3.4 Elemental Balance in Fields Cropped with A. murale

Calcium and potassium are strongly exported by Alyssum crops (Bani et al. 2015a, b). It seems that the Ca/Ni quotient varies between soils (Zhang et al. 2014) and hence the soils from Pojska produce biomass of better quality for Ni recovery (Zhang et al. 2014; Bani et al. 2015a, b) as they show lower Ca contents than at Domosdova. Based on biomass yields and on the Ca and K contents of A. murale at Pojska (Alyssum 6 in Zhang et al. 2014), Ca and K exports can reach approximately 135 and 100 kg ha−1 y−1, respectively, when assuming a biomass yield of 9 t ha−1. These results are somewhat balanced by the fertilization pattern that was validated in previous pot (Bani et al. 2007) and field (Bani et al. 2015a, b) experiments. Potassium uptake is fully compensated by fertilization, but Ca losses could appear over time due to the imbalance (77 kg added only). Calcium is not as essential as K, and this may possibly lead to regulation by A. murale and thus a decrease in Ca uptake. It is crucial that the phosphate fertilizer used in Ni agromining not be the common Di-ammonium phosphate (DAP), widely in use worldwide, because maintaining Ca fertility in soils is imperative over the long term. However, as a consequence of a lower Ca uptake, Ni uptake could be increased in A. murale crops, as suggested by our field data for these specific soils and native populations (Bani et al. 2009). Nevertheless, other studies have pointed out that Ca concentrations enhance Ni uptake under controlled conditions (Chaney et al. 2008). In any case, when agromined soils are returned for cultivation of other ‘normal’ crops, and therefore Ca fertility will be of great importance.

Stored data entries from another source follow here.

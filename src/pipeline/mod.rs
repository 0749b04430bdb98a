//! Preprocessing Pipeline
//!
//! Wires the engine and the stages together:
//! - Configuration and validation policy
//! - Observer interface for progress and diagnostics
//! - The runner that turns a recording into a WAV sample

mod config;
mod observer;
mod runner;
mod validate;

pub use config::PipelineConfig;
pub use observer::{
    NullObserver, ObserverEvent, PipelineObserver, RecordingObserver, StageReport, TracingObserver,
};
pub use runner::{preprocess, Pipeline, PipelineReport, ProcessedSample};
pub use validate::{
    check_duration, validate_sample, ValidationPolicy, ValidationResult, DEFAULT_MIN_BYTES,
};
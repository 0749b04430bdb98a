//! Silence trimming
//!
//! Cuts quiet lead-in and tail-out from a recording, keeping a safety margin
//! around the first and last samples above the threshold. When the cut would
//! leave less than `min_retention` of the recording, the stage is a no-op so a
//! legitimately quiet take is never destroyed.

use serde::{Deserialize, Serialize};

use super::stage::{SkipReason, Stage, StageDetail, StageKind, StageOutcome};
use crate::engine::MonoBuffer;
use crate::error::{Result, VoicePrepError};

/// Trim parameters
#[derive(Debug, Clone, PartialEq, Serialize, Deserialize)]
#[serde(default)]
pub struct TrimParams {
    pub enabled: bool,
    /// Amplitude a sample must exceed to count as signal (linear)
    pub threshold: f32,
    /// Audio kept before the first and after the last signal sample, in ms
    pub margin_ms: f32,
    /// Smallest fraction of the original length a trim may leave
    pub min_retention: f32,
}

impl Default for TrimParams {
    fn default() -> Self {
        Self {
            enabled: true,
            threshold: 0.01,
            margin_ms: 300.0,
            min_retention: 0.5,
        }
    }
}

impl TrimParams {
    /// Validate parameters are within range
    pub fn validate(&self) -> Result<()> {
        if !(self.threshold > 0.0 && self.threshold < 1.0) {
            return Err(VoicePrepError::invalid_param(
                "trim.threshold",
                self.threshold,
                "0 < threshold < 1",
            ));
        }
        if !self.margin_ms.is_finite() || self.margin_ms < 0.0 {
            return Err(VoicePrepError::invalid_param(
                "trim.margin_ms",
                self.margin_ms,
                ">= 0 ms",
            ));
        }
        if !(self.min_retention > 0.0 && self.min_retention <= 1.0) {
            return Err(VoicePrepError::invalid_param(
                "trim.min_retention",
                self.min_retention,
                "0 < ratio <= 1",
            ));
        }
        Ok(())
    }

    /// Margin converted to whole samples at `sample_rate`
    pub fn margin_samples(&self, sample_rate: u32) -> usize {
        (self.margin_ms as f64 * sample_rate as f64 / 1000.0).round() as usize
    }
}

/// Locate the region worth keeping
///
/// Returns `(start, end)` with `end` exclusive: `margin` samples before the
/// first sample above `threshold`, through `margin` samples after the last,
/// clamped to the buffer. `None` when nothing exceeds the threshold.
pub fn find_trim_bounds(samples: &[f32], threshold: f32, margin: usize) -> Option<(usize, usize)> {
    let first = samples.iter().position(|s| s.abs() > threshold)?;
    let last = samples.iter().rposition(|s| s.abs() > threshold)?;

    let start = first.saturating_sub(margin);
    let end = last.saturating_add(1).saturating_add(margin).min(samples.len());
    Some((start, end))
}

/// Trim leading and trailing silence
pub fn trim_silence(mut buffer: MonoBuffer, params: &TrimParams) -> (MonoBuffer, StageOutcome) {
    let original = buffer.len();
    let margin = params.margin_samples(buffer.sample_rate());

    let Some((start, end)) = find_trim_bounds(buffer.samples(), params.threshold, margin) else {
        return (buffer, StageOutcome::Skipped(SkipReason::NoSignalAboveThreshold));
    };

    let kept = end - start;
    if (kept as f64) < original as f64 * params.min_retention as f64 {
        return (
            buffer,
            StageOutcome::Skipped(SkipReason::WouldRemoveTooMuch { kept, original }),
        );
    }

    buffer.retain_range(start, end);
    (
        buffer,
        StageOutcome::Applied(StageDetail::Trimmed {
            leading: start,
            trailing: original - end,
        }),
    )
}

/// Silence trimming stage
#[derive(Debug, Clone, Default)]
pub struct SilenceTrimmer {
    params: TrimParams,
}

impl SilenceTrimmer {
    pub fn new(params: TrimParams) -> Self {
        Self { params }
    }
}

impl Stage for SilenceTrimmer {
    fn kind(&self) -> StageKind {
        StageKind::Trim
    }

    fn is_enabled(&self) -> bool {
        self.params.enabled
    }

    fn process(&self, buffer: MonoBuffer) -> (MonoBuffer, StageOutcome) {
        trim_silence(buffer, &self.params)
    }
}

// ============================================================================
// Tests
// ============================================================================

#[cfg(test)]
mod tests {
    use super::*;
    use test_case::test_case;

    /// `pad` zeros, `body` samples of 0.5, `pad` zeros
    fn padded(pad: usize, body: usize, sample_rate: u32) -> MonoBuffer {
        let mut samples = vec![0.0; pad];
        samples.extend(std::iter::repeat(0.5).take(body));
        samples.extend(std::iter::repeat(0.0).take(pad));
        MonoBuffer::new(samples, sample_rate)
    }

    /// Params whose margin is exactly `margin` samples at 1 kHz
    fn params_with_margin(margin: usize) -> TrimParams {
        TrimParams {
            margin_ms: margin as f32,
            ..Default::default()
        }
    }

    #[test_case(100, 1000, 20 ; "small pad")]
    #[test_case(200, 600, 50 ; "pad near guard")]
    #[test_case(10, 100, 0 ; "no margin")]
    #[test_case(30, 200, 30 ; "margin equals pad")]
    fn test_trim_length(pad: usize, body: usize, margin: usize) {
        let input = padded(pad, body, 1000);
        let input_len = input.len();
        let (out, outcome) = trim_silence(input, &params_with_margin(margin));

        assert_eq!(out.len(), input_len - 2 * pad + 2 * margin);
        assert_eq!(
            outcome,
            StageOutcome::Applied(StageDetail::Trimmed {
                leading: pad - margin,
                trailing: pad - margin,
            })
        );
    }

    #[test]
    fn test_margin_larger_than_padding_clamps() {
        let input = padded(10, 200, 1000);
        let (out, _) = trim_silence(input.clone(), &params_with_margin(50));
        assert_eq!(out, input);
    }

    #[test]
    fn test_guard_skips_over_aggressive_trim() {
        // 400 + 100 + 400: trimmed length 100 + 2*20 = 140 < 450
        let input = padded(400, 100, 1000);
        let (out, outcome) = trim_silence(input.clone(), &params_with_margin(20));

        assert_eq!(out, input);
        assert_eq!(
            outcome,
            StageOutcome::Skipped(SkipReason::WouldRemoveTooMuch {
                kept: 140,
                original: 900,
            })
        );
    }

    #[test]
    fn test_guard_boundary_exactly_half_is_kept() {
        // 250 + 500 + 250 with no margin keeps exactly 50%
        let input = padded(250, 500, 1000);
        let (out, outcome) = trim_silence(input, &params_with_margin(0));
        assert_eq!(out.len(), 500);
        assert!(!outcome.is_skipped());
    }

    #[test]
    fn test_all_silent_is_noop() {
        let input = MonoBuffer::new(vec![0.005; 1000], 1000);
        let (out, outcome) = trim_silence(input.clone(), &TrimParams::default());
        assert_eq!(out, input);
        assert_eq!(outcome, StageOutcome::Skipped(SkipReason::NoSignalAboveThreshold));
    }

    #[test]
    fn test_negative_samples_count_as_signal() {
        let mut samples = vec![0.0; 100];
        samples[10] = -0.2;
        samples[90] = -0.2;
        let (out, _) = trim_silence(MonoBuffer::new(samples, 1000), &params_with_margin(5));
        // 10-5 ..= 90+5
        assert_eq!(out.len(), 91);
    }

    #[test]
    fn test_threshold_is_exclusive() {
        let samples = vec![0.01, 0.01, 0.5, 0.01, 0.01];
        assert_eq!(find_trim_bounds(&samples, 0.01, 0), Some((2, 3)));
    }

    #[test]
    fn test_empty_buffer() {
        let empty = MonoBuffer::new(Vec::new(), 44100);
        let (out, outcome) = trim_silence(empty, &TrimParams::default());
        assert!(out.is_empty());
        assert!(outcome.is_skipped());
    }

    #[test]
    fn test_margin_samples() {
        let params = TrimParams::default();
        assert_eq!(params.margin_samples(44100), 13230);
        assert_eq!(params.margin_samples(48000), 14400);
    }

    #[test]
    fn test_params_validation() {
        assert!(TrimParams::default().validate().is_ok());
        let bad = TrimParams {
            min_retention: 0.0,
            ..Default::default()
        };
        assert!(bad.validate().is_err());
        let bad = TrimParams {
            margin_ms: -1.0,
            ..Default::default()
        };
        assert!(bad.validate().is_err());
    }
}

4 Conclusion and Perspectives

Our experimental data should help in the development of an improved growing system for Ni agromining in the Balkans. Results obtained so far demonstrate that it is necessary to sow or transplant A. murale at a density of 4 plants m2 on well-structured (ploughed) soil under conditions of non-limiting Ni availability on ultramafic Vertisols (e.g. Pojska). The fertilization pattern is now efficiently set for these soils, at 120 kg N ha−1 with a split application and additional P, K, S, and Ca fertilization (K2SO4, and Ca(H2PO4)2) at 100 kg ha−1 for K and P, and 77 kg ha−1 for Ca. Crops are likely to export ca. 100 kg of Ni and K and more than 135 kg of Ca annually. Calcium and K should be returned by fertilization over the years to keep fertility of the soil suitable for agromining. Nickel availability had not changed after 3 years of cropping (Bani et al. 2015a), but probably would decrease eventually. Weeding is crucial and targets competing species as well as young recruits of A. murale to maintain an optimum density. Harvest can be carried out at the mid-flowering stage, which maximizes the recovery of Ni. Alyssum murale is harvested by hand and allowed to dry on the field as a hay crop. It can then be baled, ready for combustion. The technology can thus be applied to all ultramafic terranes of the Balkans, where agromining has the potential to become an economically justifiable agricultural cropping system and hence enter traditional crop rotations. Other suitable edaphic situations (including Cambisols) should also be tested under field conditions in order to potentially widen the applications of agromining. Other nickel products (e.g. ANSH) with high purity can easily be obtained from A. murale shoots, some of which may have a much higher value than gross nickel metal (more than five times for a given Ni yield). In this case, the profit from the crop would be substantially higher (Barbaroux et al. 2012; Zhang et al. 2016).